[Dataset excerpts]

//! Client abstraction for the build-system hub.
//!
//! The [`ResourceClient`] trait is the narrow interface the reconcilers
//! call through. Every method maps to a single hub call; there are no
//! multi-call transactions.

pub mod memory;

pub use memory::{CallRecord, HubState, MemoryHub};

use crate::error::{Error, Result};
use crate::types::{
    ExternalRepoBinding, GrantOutcome, InheritanceRule, PackageEntry, Permission, RemoteTag,
    TagCreate, TagEdits, TagId,
};

/// Fault text the hub reports when a grant already exists.
pub const ALREADY_HAS_ACCESS: &str = "User already has access to content generator";

/// Hub operations used by the reconcilers.
///
/// Implementations report any failed call as [`Error::Remote`].
pub trait ResourceClient: Send + Sync {
    /// Fetch a tag by name, `None` if it does not exist.
    fn get_tag(&self, name: &str) -> Result<Option<RemoteTag>>;

    /// Create a tag and return its id.
    fn create_tag(&self, name: &str, attrs: &TagCreate) -> Result<TagId>;

    /// Apply a partial update to a tag.
    fn edit_tag(&self, name: &str, edits: &TagEdits) -> Result<()>;

    /// Delete a tag.
    fn delete_tag(&self, name: &str) -> Result<()>;

    /// Fetch the inheritance rules of a tag, in hub order.
    fn get_inheritance(&self, name: &str) -> Result<Vec<InheritanceRule>>;

    /// Replace the inheritance rules of a tag. With `clear`, rules not in
    /// `rules` are dropped.
    fn set_inheritance(&self, name: &str, rules: &[InheritanceRule], clear: bool) -> Result<()>;

    /// Fetch the external repos bound to a tag.
    fn get_external_repos(&self, name: &str) -> Result<Vec<ExternalRepoBinding>>;

    fn add_external_repo(&self, tag: &str, repo: &str, priority: i32) -> Result<()>;

    fn edit_external_repo(&self, tag: &str, repo: &str, priority: i32) -> Result<()>;

    fn remove_external_repo(&self, tag: &str, repo: &str) -> Result<()>;

    /// List the package list of a tag by id.
    fn list_packages(&self, tag_id: TagId) -> Result<Vec<PackageEntry>>;

    fn add_package(&self, tag: &str, package: &str, owner: &str) -> Result<()>;

    fn set_package_owner(&self, tag: &str, package: &str, owner: &str) -> Result<()>;

    fn remove_package(&self, tag: &str, package: &str, owner: &str) -> Result<()>;

    /// Fetch the full permission catalog.
    fn get_all_permissions(&self) -> Result<Vec<Permission>>;

    /// Grant a user access to a content generator.
    ///
    /// An existing grant is reported as [`GrantOutcome::AlreadyGranted`];
    /// see [`classify_grant_fault`].
    fn grant_access(&self, user: &str, generator: &str, create: bool) -> Result<GrantOutcome>;

    /// Revoke a user's access to a content generator.
    fn revoke_access(&self, user: &str, generator: &str) -> Result<()>;
}

/// Turn the result of a raw grant call into a [`GrantOutcome`].
///
/// The hub protocol carries no error code for an existing grant, only the
/// fault text, so this matches [`ALREADY_HAS_ACCESS`] as a substring of the
/// fault message. Any other fault is returned unchanged.
pub fn classify_grant_fault(result: Result<()>) -> Result<GrantOutcome> {
    match result {
        Ok(()) => Ok(GrantOutcome::Granted),
        Err(Error::Remote { message, .. }) if message.contains(ALREADY_HAS_ACCESS) => {
            Ok(GrantOutcome::AlreadyGranted)
        }
        Err(e) => Err(e),
    }
}
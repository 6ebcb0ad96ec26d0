//! Permission label resolution
//!
//! The hub only exposes the full permission catalog, so the first lookup
//! fetches it once and every later lookup is served from memory. The cache
//! is never refreshed.

use crate::client::ResourceClient;
use crate::error::{Error, Result};
use crate::types::PermissionId;
use std::collections::HashMap;
use std::sync::Mutex;

/// Lazily built name → id mapping of the hub's permission catalog
#[derive(Debug, Default)]
pub struct PermissionResolver {
    catalog: Mutex<Option<HashMap<String, PermissionId>>>,
}

impl PermissionResolver {
    pub fn new() -> Self {
        Self::default()
    }

    /// Resolve a permission label to its hub id.
    ///
    /// Fetches the catalog on the first call only. Fails with
    /// [`Error::UnknownPermission`] if the label is not in the catalog.
    pub fn resolve(&self, client: &dyn ResourceClient, label: &str) -> Result<PermissionId> {
        let mut catalog = match self.catalog.lock() {
            Ok(guard) => guard,
            Err(poisoned) => poisoned.into_inner(),
        };

        if catalog.is_none() {
            log::debug!("fetching permission catalog");
            let permissions = client.get_all_permissions()?;
            *catalog = Some(permissions.into_iter().map(|p| (p.name, p.id)).collect());
        }

        catalog
            .as_ref()
            .and_then(|names| names.get(label))
            .copied()
            .ok_or_else(|| Error::UnknownPermission(label.to_string()))
    }
}
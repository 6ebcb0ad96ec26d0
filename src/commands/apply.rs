//! Apply and diff commands

use crate::Context;
use crate::cli::ApplyArgs;
use crate::config::Settings;
use crate::schema::Manifest;
use crate::ui;
use anyhow::{Context as _, Result};
use kojikit::{AccessGrant, ChangeReport, DesiredTag, HubState, MemoryHub, Reconciler};
use serde::Serialize;

/// Outcome of one declared resource
#[derive(Debug, Serialize)]
pub struct ResourceReport {
    pub resource: String,
    #[serde(flatten)]
    pub report: ChangeReport,
}

/// Aggregate outcome of a run, as printed by `--json`
#[derive(Debug, Default, Serialize)]
pub struct RunReport {
    pub check: bool,
    pub changed: bool,
    pub log: Vec<String>,
    pub resources: Vec<ResourceReport>,
}

impl RunReport {
    fn new(check: bool) -> Self {
        Self {
            check,
            ..Default::default()
        }
    }

    fn push(&mut self, resource: String, report: ChangeReport) {
        log::debug!("{resource}: {} changes", report.len());
        self.changed |= report.changed;
        self.log.extend(report.log.iter().cloned());
        self.resources.push(ResourceReport { resource, report });
    }

    fn changed_count(&self) -> usize {
        self.resources.iter().filter(|r| r.report.changed).count()
    }
}

/// Reconcile every tag, then every grant, in manifest order.
///
/// Stops at the first error; resources handled before it stay in `run`.
pub fn reconcile_all(
    reconciler: &Reconciler,
    tags: &[DesiredTag],
    grants: &[AccessGrant],
    run: &mut RunReport,
) -> kojikit::Result<()> {
    for tag in tags {
        log::debug!("reconciling tag {} ({})", tag.name, tag.state);
        let report = reconciler.reconcile_tag(tag)?;
        run.push(format!("tag {}", tag.name), report);
    }
    for grant in grants {
        log::debug!(
            "reconciling {} access to {} ({})",
            grant.user,
            grant.generator,
            grant.state
        );
        let report = reconciler.reconcile_access(grant)?;
        run.push(format!("cg_access {}/{}", grant.generator, grant.user), report);
    }
    Ok(())
}

/// How the check-mode preview before a real apply ended
#[derive(Debug, PartialEq, Eq)]
pub enum Preview {
    Complete,
    /// Stopped at a parent that does not exist yet
    Incomplete(String),
}

/// Run the preview shown before confirming an apply.
///
/// Check mode creates nothing, so a parent declared earlier in the same
/// manifest is still missing when its child is previewed. That stops the
/// preview without failing it; every other error fails it.
pub fn preview(
    reconciler: &Reconciler,
    tags: &[DesiredTag],
    grants: &[AccessGrant],
    run: &mut RunReport,
) -> kojikit::Result<Preview> {
    match reconcile_all(reconciler, tags, grants, run) {
        Ok(()) => Ok(Preview::Complete),
        Err(err @ kojikit::Error::UnresolvedParent { .. }) => {
            Ok(Preview::Incomplete(err.to_string()))
        }
        Err(err) => Err(err),
    }
}

pub fn run(ctx: &Context, args: ApplyArgs) -> Result<()> {
    let settings = Settings::load()?;
    let check = args.check || settings.check;

    let manifest = Manifest::load(&args.manifest)?;
    let tags = manifest.desired_tags()?;
    let grants = manifest.grants()?;

    let state_path = settings.state_path(args.state.as_deref())?;
    if ctx.verbose > 0 {
        ui::info(&format!("Hub snapshot: {}", state_path.display()));
    }
    let state = HubState::load(&state_path)
        .with_context(|| format!("Could not load hub snapshot {}", state_path.display()))?;
    let hub = MemoryHub::with_state(state);
    let mut reconciler = Reconciler::new(&hub, true);

    if !check && !args.yes && !args.json {
        let mut planned = RunReport::new(reconciler.is_dry_run());
        let outcome = preview(&reconciler, &tags, &grants, &mut planned);
        render(ctx, &planned);
        match outcome {
            Err(err) => return fail(err),
            Ok(Preview::Incomplete(reason)) => {
                ui::warn(&format!("Preview stopped early: {reason}"));
                ui::dim("The parent may be created by an earlier entry of this manifest");
            }
            Ok(Preview::Complete) if !planned.changed => {
                ui::success("Nothing to change");
                return Ok(());
            }
            Ok(Preview::Complete) => {}
        }
        if !confirm_proceed()? {
            println!();
            ui::warn("Aborted");
            return Ok(());
        }
    }

    reconciler.set_dry_run(check);
    let mut run = RunReport::new(reconciler.is_dry_run());
    let outcome = reconcile_all(&reconciler, &tags, &grants, &mut run);

    if !check {
        hub.state()
            .save(&state_path)
            .with_context(|| format!("Could not save hub snapshot {}", state_path.display()))?;
        log::debug!("{} hub writes issued", hub.write_calls().len());
    }

    if args.json {
        println!("{}", serde_json::to_string_pretty(&run)?);
    } else {
        render(ctx, &run);
    }

    match outcome {
        Ok(()) => Ok(()),
        Err(err) => fail(err),
    }
}

fn render(ctx: &Context, run: &RunReport) {
    ui::header(if run.check { "Planned changes" } else { "Changes" });
    for resource in &run.resources {
        if ctx.quiet && !resource.report.changed {
            continue;
        }
        ui::resource_report(&resource.resource, &resource.report);
    }
    println!();
    let line = ui::summary_line(run.changed_count(), run.resources.len(), run.check);
    if run.changed {
        ui::info(&line);
    } else {
        ui::success(&line);
    }
}

fn fail(err: kojikit::Error) -> Result<()> {
    let category = err.category();
    ui::error(category.description());
    ui::dim(category.advice());
    Err(err.into())
}

/// Confirm with user
fn confirm_proceed() -> Result<bool> {
    use dialoguer::Confirm;

    let confirmed = Confirm::new()
        .with_prompt("Apply these changes?")
        .default(false)
        .interact()?;

    Ok(confirmed)
}

#[cfg(test)]
mod tests {
    use super::*;
    use kojikit::TagAttributes;

    fn manifest() -> Manifest {
        Manifest::parse(
            r#"
[[tag]]
name = "ceph-3.1-rhel-7"
arches = "x86_64"

[[tag.inheritance]]
parent = "rhel-7-base"
priority = 0

[[cg_access]]
name = "atomic-reactor"
user = "osbs-bot"
"#,
        )
        .unwrap()
    }

    fn hub() -> MemoryHub {
        let mut state = HubState::default();
        state.add_user("osbs-bot");
        state
            .insert_tag("rhel-7-base", &TagAttributes::default())
            .unwrap();
        MemoryHub::with_state(state)
    }

    #[test]
    fn test_apply_then_converged() {
        let manifest = manifest();
        let tags = manifest.desired_tags().unwrap();
        let grants = manifest.grants().unwrap();
        let hub = hub();
        let reconciler = Reconciler::new(&hub, false);

        let mut first = RunReport::new(false);
        reconcile_all(&reconciler, &tags, &grants, &mut first).unwrap();
        assert!(first.changed);
        assert_eq!(first.changed_count(), 2);
        assert_eq!(first.log[0], "created tag id 2");

        let mut second = RunReport::new(false);
        reconcile_all(&reconciler, &tags, &grants, &mut second).unwrap();
        assert!(!second.changed);
        assert!(second.log.is_empty());
    }

    #[test]
    fn test_preview_then_apply_shares_catalog() {
        let manifest = Manifest::parse(
            "[[tag]]\nname = \"rhel-7-base\"\nperm = \"admin\"\n",
        )
        .unwrap();
        let tags = manifest.desired_tags().unwrap();
        let mut state = HubState::default();
        state.add_permission("admin");
        state
            .insert_tag("rhel-7-base", &TagAttributes::default())
            .unwrap();
        let hub = MemoryHub::with_state(state);
        let mut reconciler = Reconciler::new(&hub, true);

        let mut preview = RunReport::new(true);
        reconcile_all(&reconciler, &tags, &[], &mut preview).unwrap();
        assert!(preview.changed);
        assert!(hub.write_calls().is_empty());

        reconciler.set_dry_run(false);
        let mut run = RunReport::new(false);
        reconcile_all(&reconciler, &tags, &[], &mut run).unwrap();
        assert_eq!(run.log, preview.log);
        assert_eq!(hub.count("getAllPerms"), 1);
        assert_eq!(hub.write_calls(), vec!["editTag2"]);
    }

    #[test]
    fn test_preview_tolerates_parent_created_by_manifest() {
        let manifest = Manifest::parse(
            r#"
[[tag]]
name = "base"

[[tag]]
name = "child"
[[tag.inheritance]]
parent = "base"
priority = 0
"#,
        )
        .unwrap();
        let tags = manifest.desired_tags().unwrap();
        let mut state = HubState::default();
        state.insert_tag("child", &TagAttributes::default()).unwrap();
        let hub = MemoryHub::with_state(state);
        let mut reconciler = Reconciler::new(&hub, true);

        let mut planned = RunReport::new(reconciler.is_dry_run());
        let outcome = preview(&reconciler, &tags, &[], &mut planned).unwrap();
        assert_eq!(
            outcome,
            Preview::Incomplete("parent tag 'base' of 'child' not found".into())
        );
        assert!(planned.check);
        assert_eq!(planned.log, vec!["would create tag base"]);
        assert!(hub.write_calls().is_empty());

        reconciler.set_dry_run(false);
        let mut run = RunReport::new(reconciler.is_dry_run());
        reconcile_all(&reconciler, &tags, &[], &mut run).unwrap();
        assert!(!run.check);
        assert_eq!(
            run.log,
            vec!["created tag id 2", "inheritance is [base (priority 0)]"]
        );
    }

    #[test]
    fn test_preview_fails_on_other_errors() {
        let manifest = Manifest::parse(
            "[[tag]]\nname = \"rhel-7-base\"\nperm = \"superuser\"\n",
        )
        .unwrap();
        let tags = manifest.desired_tags().unwrap();
        let mut state = HubState::default();
        state
            .insert_tag("rhel-7-base", &TagAttributes::default())
            .unwrap();
        let hub = MemoryHub::with_state(state);
        let reconciler = Reconciler::new(&hub, true);

        let mut planned = RunReport::new(true);
        let err = preview(&reconciler, &tags, &[], &mut planned).unwrap_err();
        assert!(matches!(err, kojikit::Error::UnknownPermission(label) if label == "superuser"));
    }

    #[test]
    fn test_stops_at_first_error() {
        let manifest = Manifest::parse(
            r#"
[[tag]]
name = "a"

[[tag]]
name = "b"
[[tag.inheritance]]
parent = "missing"
priority = 0

[[tag]]
name = "c"
"#,
        )
        .unwrap();
        let tags = manifest.desired_tags().unwrap();
        let hub = MemoryHub::new();
        let reconciler = Reconciler::new(&hub, false);

        let mut run = RunReport::new(false);
        let err = reconcile_all(&reconciler, &tags, &[], &mut run).unwrap_err();
        assert!(matches!(err, kojikit::Error::UnresolvedParent { .. }));
        assert_eq!(run.resources.len(), 1);
        assert!(hub.state().tags.contains_key("b"));
        assert!(!hub.state().tags.contains_key("c"));
    }

    #[test]
    fn test_json_shape() {
        let mut run = RunReport::new(true);
        let mut report = ChangeReport::new();
        report.change("would create tag a");
        run.push("tag a".into(), report);

        let value = serde_json::to_value(&run).unwrap();
        assert_eq!(value["changed"], true);
        assert_eq!(value["log"][0], "would create tag a");
        assert_eq!(value["resources"][0]["resource"], "tag a");
        assert_eq!(value["resources"][0]["changed"], true);
    }
}
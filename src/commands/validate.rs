//! Validate command

use crate::Context;
use crate::schema::Manifest;
use crate::ui;
use anyhow::Result;
use kojikit::TargetState;
use std::path::Path;

pub fn run(ctx: &Context, manifest_path: &Path) -> Result<()> {
    let manifest = Manifest::load(manifest_path)?;
    let tags = manifest.desired_tags()?;
    let grants = manifest.grants()?;

    if !ctx.quiet {
        ui::header(&format!("{}", manifest_path.display()));
        for tag in &tags {
            match tag.state {
                TargetState::Present => ui::dim(&format!(
                    "tag {} ({} parents)",
                    tag.name,
                    tag.inheritance.len()
                )),
                TargetState::Absent => ui::dim(&format!("tag {} (absent)", tag.name)),
            }
        }
        for grant in &grants {
            ui::dim(&format!(
                "cg_access {}/{} ({})",
                grant.generator, grant.user, grant.state
            ));
        }
        println!();
    }

    ui::success(&format!(
        "Manifest is valid: {} tags, {} grants",
        tags.len(),
        grants.len()
    ));
    Ok(())
}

* _WHAT IS BEING ASKED_
How many lines above contain the word "second"? Answer with the number alone.

* _EXPECTED ANSWER_
4